I've used MFS Tools before to move my SAT-T60's 40GB contents to a WD 160GB drive. Quite a bit of time has passed since then, and the WD drive is starting to exhibit intermittent bearing whine. I have an identical 160GB drive purchased at the same time, so I hooked 'em both up to a PC (no other boot drive connected - only the CD-ROM for the MFS Tools CD) and did the DD command.

24 hours later, there's still no return to the Linux prompt. I can't tell if there is drive activity or not: the drives are too quiet, and they don't have activity lights.

Should I abort the DD process? If so, what alternative should I use to copy everything (including shows) from the Tivo 160GB to the other 160GB?

Thanks,
Chris

HomeUser
03-20-2006, 09:53 PM
Press the Shift key Linux may of gone into sleep mode.
I would think that after 12 hrs it should be done unless you have a really slow system.

Old_Drums
03-21-2006, 12:43 AM
The DD command has finished, although I don't know whether it succeeded.

The screen displays:


/# dd if=/dev/hdc of=/dev/hdb bs=1024k

dd: writing '/dev/hdb': No space left on device

131071+1 records in
131071+0 records out
/# _


I haven't yet put the duplicated drive in the Tivo to see if it boots.
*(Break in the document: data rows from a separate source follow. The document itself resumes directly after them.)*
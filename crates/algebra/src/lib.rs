//! Statistic algebras for geostats
//!
//! This crate defines how each statistic kind accumulates:
//! - StatisticAlgebra: identity / apply / combine / optional retract
//! - StatState / StatResult: merge state and reader-facing result
//! - Built-in kinds: count, sum, histogram, bounding extent, time range,
//!   numeric range, distinct count
//! - AlgebraRegistry: kind -> algebra lookup, process-wide via `global()`

#![warn(missing_docs)]
#![warn(clippy::all)]

pub mod algebra;
pub mod builtin;
pub mod registry;
pub mod state;

pub use algebra::StatisticAlgebra;
pub use builtin::builtin_algebra;
pub use registry::AlgebraRegistry;
pub use state::{HistogramResult, NumericBounds, StatResult, StatState};
impl ConsistencyCoordinator {
    /// Create a coordinator
    pub fn new(
        store: Arc<dyn StatisticsStore>,
        source: Arc<dyn RecordSource>,
        catalog: Arc<TypeCatalog>,
        config: &EngineConfig,
    ) -> Self {
        ConsistencyCoordinator {
            store,
            source,
            catalog,
            retry: config.retry.clone(),
            max_update_retries: config.max_update_retries,
            cancel_check_interval: config.recompute.cancel_check_interval.max(1),
            max_rescans: config.recompute.max_rescans,
            queued: Mutex::new(FxHashSet::default()),
            shutdown: CancellationToken::new(),
            recomputes: AtomicU64::new(0),
            rescans: AtomicU64::new(0),
            cancelled: AtomicU64::new(0),
        }
    }

    /// Token cancelled when the engine shuts down
    pub fn shutdown_token(&self) -> &CancellationToken {
        &self.shutdown
    }

    /// Cancel running and future recomputes that use the shutdown token
    pub fn cancel_all(&self) {
        self.shutdown.cancel();
    }

    /// Snapshot of counters
    pub fn stats(&self) -> CoordinatorStats {
        CoordinatorStats {
            recomputes: self.recomputes.load(Ordering::Relaxed),
            rescans: self.rescans.load(Ordering::Relaxed),
            cancelled: self.cancelled.load(Ordering::Relaxed),
        }
    }

    /// Persist the dirty marker on each key
    ///
    /// Absent keys are created holding the identity value, dirty. Keys
    /// already dirty are rewritten unchanged so their version moves: a
    /// recompute that read the old version may have scanned records this
    /// delete removed, and must conflict.
    ///
    /// # Errors
    ///
    /// Returns `ContentionExceeded` if a key keeps changing underneath, or
    /// a backend error.
    pub fn mark_dirty(&self, bindings: &[Binding]) -> Result<()> {
        for binding in bindings {
            self.mark_one_dirty(binding)?;
        }
        Ok(())
    }

    fn mark_one_dirty(&self, binding: &Binding) -> Result<()> {
        for _ in 0..=self.max_update_retries {
            let (entry, expected) = match self.store.get(&binding.id)? {
                Some(current) => (current.value.into_dirty(), current.version),
                None => {
                    let payload = binding.identity_value()?.encode()?;
                    (StatisticEntry::clean(payload).into_dirty(), Version::ZERO)
                }
            };
            match self.store.put(binding.id.clone(), entry, expected) {
                Ok(_) => {
                    debug!(target: "geostats::recompute", id = %binding.id, "Statistic marked dirty");
                    return Ok(());
                }
                Err(e) if e.is_retryable() => continue,
                Err(e) => return Err(e),
            }
        }
        Err(Error::ContentionExceeded {
            id: binding.id.clone(),
            attempts: self.max_update_retries + 1,
        })
    }

    /// Rebuild `bindings` from the records currently present
    ///
    /// Scans the record type once per round, folds every pending key from
    /// its identity, and replaces each key with a versioned write that marks
    /// it clean. Keys that changed during the round are re-scanned, at most
    /// `max_rescans` times.
    ///
    /// # Errors
    ///
    /// - `Cancelled` if `cancel` fires; keys stay dirty
    /// - `ContentionExceeded` if keys keep changing past `max_rescans`
    /// - `BackendUnavailable` once backoff retries are exhausted
    /// - `InvalidOperation` if a binding belongs to another record type
    pub fn recompute_scope(
        &self,
        record_type: &str,
        bindings: &[Binding],
        cancel: &CancellationToken,
    ) -> Result<RecomputeReport> {
        if let Some(stray) = bindings.iter().find(|b| b.id.record_type != record_type) {
            return Err(Error::InvalidOperation(format!(
                "{} is not a statistic of '{}'",
                stray.id, record_type
            )));
        }

        let mut report = RecomputeReport {
            record_type: record_type.to_string(),
            recomputed: Vec::new(),
            records_scanned: 0,
            rescans: 0,
        };
        let mut pending: Vec<Binding> = bindings.to_vec();
        let mut phase = TaskPhase::Dirty;

        while !pending.is_empty() {
            self.check_cancelled(cancel, record_type, phase)?;

            // Versions first: anything written after this read must conflict
            let mut observed = Vec::with_capacity(pending.len());
            for binding in pending.drain(..) {
                let version = self
                    .retry
                    .run("get", || self.store.get(&binding.id))?
                    .map(|v| v.version)
                    .unwrap_or(Version::ZERO);
                // Dropped while dirty: nothing to rebuild
                if version.is_zero() && !self.catalog.is_bound(&binding.id) {
                    continue;
                }
                observed.push((binding, version));
            }
            if observed.is_empty() {
                break;
            }

            phase = TaskPhase::Scanning;
            debug!(target: "geostats::recompute", record_type, keys = observed.len(), %phase, "Recompute scanning");
            let (values, scanned) = self.retry.run("scan", || {
                self.fold_current(record_type, &observed, cancel)
            })?;
            report.records_scanned += scanned;

            phase = TaskPhase::Replacing;
            self.check_cancelled(cancel, record_type, phase)?;
            for ((binding, version), value) in observed.into_iter().zip(values) {
                let entry = StatisticEntry::clean(value.encode()?);
                match self
                    .retry
                    .run("put", || self.store.put(binding.id.clone(), entry.clone(), version))
                {
                    Ok(_) => report.recomputed.push(binding.id),
                    Err(Error::VersionConflict { .. }) => pending.push(binding),
                    Err(e) => return Err(e),
                }
            }

            if !pending.is_empty() {
                if report.rescans >= self.max_rescans {
                    let id = pending[0].id.clone();
                    warn!(
                        target: "geostats::recompute",
                        record_type,
                        keys = pending.len(),
                        rescans = report.rescans,
                        "Recompute abandoned, keys stay dirty"
                    );
                    return Err(Error::ContentionExceeded {
                        id,
                        attempts: report.rescans + 1,
                    });
                }
                report.rescans += 1;
                self.rescans.fetch_add(1, Ordering::Relaxed);
                debug!(target: "geostats::recompute", record_type, keys = pending.len(), "Keys changed during recompute, rescanning");
            }
        }

        self.recomputes.fetch_add(1, Ordering::Relaxed);
        info!(
            target: "geostats::recompute",
            record_type,
            keys = report.recomputed.len(),
            records = report.records_scanned,
            rescans = report.rescans,
            phase = %TaskPhase::Clean,
            "Recompute finished"
        );
        Ok(report)
    }

    fn check_cancelled(
        &self,
        cancel: &CancellationToken,
        record_type: &str,
        phase: TaskPhase,
    ) -> Result<()> {
        if cancel.is_cancelled() {
            self.cancelled.fetch_add(1, Ordering::Relaxed);
            info!(target: "geostats::recompute", record_type, %phase, "Recompute cancelled, keys stay dirty");
            return Err(Error::Cancelled(format!(
                "recompute of '{}' cancelled while {}",
                record_type, phase
            )));
        }
        Ok(())
    }

    /// One pass over the current records, folding every observed key
    fn fold_current(
        &self,
        record_type: &str,
        observed: &[(Binding, Version)],
        cancel: &CancellationToken,
    ) -> Result<(Vec<StatisticsValue>, usize)> {
        let mut values = observed
            .iter()
            .map(|(binding, _)| binding.identity_value())
            .collect::<Result<Vec<_>>>()?;
        let mut scanned = 0usize;
        for record in self.source.scan(record_type)? {
            let record = record?;
            for ((binding, _), value) in observed.iter().zip(values.iter_mut()) {
                if binding.applies_to(&record) {
                    value.apply(&record)?;
                }
            }
            scanned += 1;
            if scanned % self.cancel_check_interval == 0 {
                self.check_cancelled(cancel, record_type, TaskPhase::Scanning)?;
            }
        }
        Ok((values, scanned))
    }

    /// Dirty keys of one record type
    pub fn dirty_keys(&self, record_type: &str) -> Result<Vec<StatisticId>> {
        let mut ids = Vec::new();
        for item in self.store.scan(&ScanQuery::record_type(record_type))? {
            let (id, entry) = item?;
            if entry.value.freshness.is_dirty() {
                ids.push(id);
            }
        }
        Ok(ids)
    }

    /// Every dirty key in the store
    pub fn pending(&self) -> Result<Vec<StatisticId>> {
        let mut ids = Vec::new();
        for record_type in self.store.record_types()? {
            ids.extend(self.dirty_keys(&record_type)?);
        }
        Ok(ids)
    }

    /// Recompute every dirty key of a record type
    pub fn recompute_dirty(
        &self,
        record_type: &str,
        cancel: &CancellationToken,
    ) -> Result<RecomputeReport> {
        let bindings = self
            .dirty_keys(record_type)?
            .into_iter()
            .map(|id| self.catalog.binding(&id))
            .collect::<Result<Vec<_>>>()?;
        self.recompute_scope(record_type, &bindings, cancel)
    }

    /// Recompute every dirty key in the store
    ///
    /// Run after a restart: dirty markers left by interrupted recomputes
    /// are the only record of owed work. Failures are collected per record
    /// type; the sweep continues with the next type.
    pub fn recover(&self) -> Result<RecoveryReport> {
        let mut report = RecoveryReport::default();
        for record_type in self.store.record_types()? {
            if self.dirty_keys(&record_type)?.is_empty() {
                continue;
            }
            match self.recompute_dirty(&record_type, &self.shutdown) {
                Ok(done) => report.recomputed.push(done),
                Err(e) => {
                    warn!(target: "geostats::recompute", record_type = %record_type, error = %e, "Recovery of record type failed");
                    report.failed.push((record_type, e));
                }
            }
        }
        info!(
            target: "geostats::recompute",
            keys = report.keys_recomputed(),
            failed = report.failed.len(),
            "Recovery sweep finished"
        );
        Ok(report)
    }

    /// Recompute a record type's dirty keys on the worker pool
    ///
    /// At most one task per record type is queued at a time; later requests
    /// coalesce into it since the task collects dirty keys when it starts.
    /// If the queue is full the recompute runs inline instead.
    pub fn schedule(
        self: &Arc<Self>,
        scheduler: &RecomputeScheduler,
        record_type: &str,
        priority: TaskPriority,
    ) -> Result<Scheduled> {
        if !self.queued.lock().insert(record_type.to_string()) {
            return Ok(Scheduled::Coalesced);
        }

        let this = Arc::clone(self);
        let owned = record_type.to_string();
        let submitted = scheduler.submit(priority, format!("recompute {}", record_type), move || {
            this.queued.lock().remove(&owned);
            this.recompute_dirty(&owned, &this.shutdown).map(|_| ())
        });

        match submitted {
            Ok(()) => Ok(Scheduled::Queued),
            Err(e) => {
                self.queued.lock().remove(record_type);
                warn!(target: "geostats::recompute", record_type, error = %e, "Recompute queue rejected task, running inline");
                self.recompute_dirty(record_type, &self.shutdown)
                    .map(Scheduled::Completed)
            }
        }
    }
}
//! Built-in statistic kinds
//!
//! | kind            | invertible | state                    |
//! |-----------------|------------|--------------------------|
//! | COUNT           | yes        | u64                      |
//! | SUM             | yes        | i128 total + contributors |
//! | HISTOGRAM       | yes        | per-bin counts           |
//! | BOUNDING_EXTENT | no         | optional box             |
//! | TIME_RANGE      | no         | optional range           |
//! | NUMERIC_RANGE   | no         | optional min/max         |
//! | DISTINCT_COUNT  | no         | HyperLogLog registers    |

mod count;
mod distinct;
mod extent;
mod histogram;

pub use count::{CountAlgebra, SumAlgebra};
pub use distinct::{DistinctCountAlgebra, MAX_PRECISION, MIN_PRECISION};
pub use extent::{BoundingExtentAlgebra, NumericRangeAlgebra, TimeRangeAlgebra};
pub use histogram::{HistogramAlgebra, MAX_BINS};

use crate::algebra::StatisticAlgebra;
use geostats_core::{Error, KindTag, Result, StatisticKind};
use std::sync::Arc;

fn required<T: Clone>(kind: &StatisticKind, value: &Option<T>, name: &str) -> Result<T> {
    value.clone().ok_or_else(|| Error::InvalidKind {
        kind: kind.clone(),
        reason: format!("missing parameter '{}'", name),
    })
}

/// Build the built-in algebra for a kind
///
/// # Errors
///
/// - `UnknownKind` for custom tags
/// - `InvalidKind` for missing, unexpected or out-of-range parameters
pub fn builtin_algebra(kind: &StatisticKind) -> Result<Arc<dyn StatisticAlgebra>> {
    let params = kind.params();
    let algebra: Arc<dyn StatisticAlgebra> = match kind.tag() {
        KindTag::Count => Arc::new(CountAlgebra::new()),
        KindTag::Sum => Arc::new(SumAlgebra::new(required(kind, &params.field, "field")?)),
        KindTag::BoundingExtent => Arc::new(BoundingExtentAlgebra::new(required(
            kind,
            &params.field,
            "field",
        )?)),
        KindTag::TimeRange => Arc::new(TimeRangeAlgebra::new(required(
            kind,
            &params.field,
            "field",
        )?)),
        KindTag::NumericRange => Arc::new(NumericRangeAlgebra::new(required(
            kind,
            &params.field,
            "field",
        )?)),
        KindTag::Histogram => Arc::new(HistogramAlgebra::new(
            required(kind, &params.field, "field")?,
            required(kind, &params.bins, "bins")?,
            required(kind, &params.lower, "lower")?,
            required(kind, &params.upper, "upper")?,
        )?),
        KindTag::DistinctCount => Arc::new(DistinctCountAlgebra::new(
            required(kind, &params.field, "field")?,
            required(kind, &params.precision, "precision")?,
        )?),
        KindTag::Custom(_) => return Err(Error::UnknownKind(kind.clone())),
    };
    if algebra.kind() != kind {
        return Err(Error::InvalidKind {
            kind: kind.clone(),
            reason: format!("unexpected parameters for {}", kind.tag()),
        });
    }
    Ok(algebra)
}
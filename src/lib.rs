//! geostats - Implicitly maintained statistics for geospatial record stores
//!
//! geostats keeps per-record-type aggregates (counts, bounding extents,
//! time ranges, histograms, distinct-count sketches) consistent with the
//! records of an embedding store as records are ingested and deleted.
//!
//! # Quick Start
//!
//! ```ignore
//! use geostats::{BindingSpec, EngineConfig, StatisticKind, StatisticsEngine};
//! use geostats::testing::MemoryRecordSource;
//!
//! let source = Arc::new(MemoryRecordSource::new());
//! let engine = StatisticsEngine::in_memory(source.clone(), EngineConfig::default())?;
//! engine.register_type("Station", &[BindingSpec::field(StatisticKind::bounding_extent("geom"))])?;
//!
//! source.insert(record.clone());
//! engine.ingest(&record)?;
//! ```
//!
//! # Architecture
//!
//! Invertible kinds (count, sum, histogram) absorb deletes by direct
//! retraction. The rest are marked dirty in the store and recomputed from
//! the current records; a dirty marker outlives a crash and `recover()`
//! finishes the work.
//!
//! Storage backends and algebras are pluggable through the
//! [`StatisticsStore`] and [`StatisticAlgebra`] traits.

pub use geostats_algebra::{
    builtin_algebra, AlgebraRegistry, HistogramResult, NumericBounds, StatResult, StatState,
    StatisticAlgebra,
};
pub use geostats_core::{
    BoundingBox, DeleteRequest, DeleteScope, Error, FieldValue, Freshness, KindParams, KindTag,
    Record, RecordId, RecordScan, RecordSource, RemovedRecords, Result, ScanQuery,
    StatisticEntry, StatisticId, StatisticKind, StatisticsStore, TimeRange, Version, Versioned,
};
pub use geostats_engine::*;
pub use geostats_storage::ShardedStatisticsStore;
Am going to do a little research to see about this "No space left on device" message.

HomeUser
03-21-2006, 04:48 PM
That does not read good, are the drives really identical, the same brand and model?
You can check the drive size with the dmesg | grep -i ide if there is a minor difference you might have to use MFSTools backup/restore and adjusting the size of the swap partition to make room.

Blackforge
03-21-2006, 07:02 PM
That does not read good, are the drives really identical, the same brand and model?
You can check the drive size with the dmesg | grep -i ide if there is a minor difference you might have to use MFSTools backup/restore and adjusting the size of the swap partition to make room.


Also while you're in there see if Linux is using the hard drives in PIO mode or DMA.

I had to use a Knoppix disc to fix one of my Tivos (LBA48 mfstools bootdisks don't boot for me) and a mfsbackup was running for over 12 hours and was only 50% done. Turned DMA mode in Knoppix on and it finished the rest in less than an hour... *grumble*

This was only copying a 80GB drive with recordings.

HomeUser
03-21-2006, 08:27 PM
It also speeds up the transfer if the source and destination drives are on different IDE channels.